Endlose Diskussionen

115 Drehtage, 180 Sprechrollen, Arbeitstage bis zu 18 Stunden, gekürzte Gagen, endlose Diskussionen um den Schnitt, Schreiduelle mit Redakteuren, die Produktionsfirma ist darüber pleitegegangen, schließlich: 500 Minuten Film. Das sind Dimensionen, die Fernsehen nicht kennt.

Und natürlich ist es nur Zufall, dass weder Dominik Graf noch Hauptdarstellerin Marie Bäumer mit dem Standard sprechen können, andere Verpflichtungen haben, als ihr herausragendes Produkt zu vermarkten, was sonst zu den Pflichten der Kreativen gehört. Bei der zehnteiligen Ausnahmeserie ist eben alles anders.

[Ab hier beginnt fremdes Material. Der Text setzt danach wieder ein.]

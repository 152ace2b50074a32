//! Error types shared by the GReQL crates.

use crate::types::{EdgeId, VertexId};
use thiserror::Error;

/// Result type alias using the crate-wide [`Error`].
pub type Result<T> = std::result::Result<T, Error>;

/// Errors raised by the graph store and shared utilities.
#[derive(Error, Debug, Clone, PartialEq)]
pub enum Error {
    /// A vertex id does not name a live vertex.
    #[error("vertex not found: {0}")]
    VertexNotFound(VertexId),

    /// An edge id does not name a live edge.
    #[error("edge not found: {0}")]
    EdgeNotFound(EdgeId),

    /// The store ran out of label slots.
    #[error("too many labels: at most {0} distinct labels are supported")]
    TooManyLabels(usize),

    /// A value was rejected.
    #[error("invalid value: {0}")]
    InvalidValue(String),

    /// Invariant violation inside GReQL.
    #[error("internal error: {0}")]
    Internal(String),
}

Graf taucht nach dem Drehbuch von Rolf Basedow in den Sumpf der russischen Mafia mitten in Berlin ein. Basedow tauchte in die Unterwelt bereits für "Hotte im Paradies" ein, den Graf 2002 verfilmte. Eineinhalb Jahre recherchierte er im Milieu und drang in die tiefsten Abgründe der organisierten Kriminalität ein. Inzwischen hat die Realität den Film eingeholt: Berlin gilt als "Ruhezone". Die Russenmafia wickelt ihre Geschäfte heute zwischen Spanien und Nordafrika ab.

Unzahl an Erzählsträngen

Was Graf daraus macht, gehört zum vielschichtigsten, das je im deutschsprachigen Fernsehen zu sehen war und kommt dem präzisen Stil von US-Serien wie "The Wire" erfreulich nahe. Wie in David Simons hochgelobter Polizeiserie knüpft Graf eine Unzahl an Erzählsträngen und schafft es, dass sich kein einziger in Nebenräumen verliert: Der Polizist Marek (Max Riemelt), Sohn baltisch-jüdischer Einwanderer, sucht den Mörder seines Bruders. Seine Schwester Stella (Marie Bäumer) ist verheiratet mit dem Restaurantbesitzer Mischa (Misel Matièeviæ). Treu ist der nur seinen Kumpanen, Schwerkriminellen, die sich bei ihm im Lokal treffen. Die beiden Mädchen aus der Ukraine, die in der Hölle landen und immer noch glauben, sie können aus ihr entkommen. Und viele, viele Kollegen, Freunde, Kleinkriminelle, Zigarettenschmuggler, Mittäter, Nebenopfer, die alle auch eine Rolle spielen und die - große Kunst! - man schon nach einer Folge nicht mehr vergisst.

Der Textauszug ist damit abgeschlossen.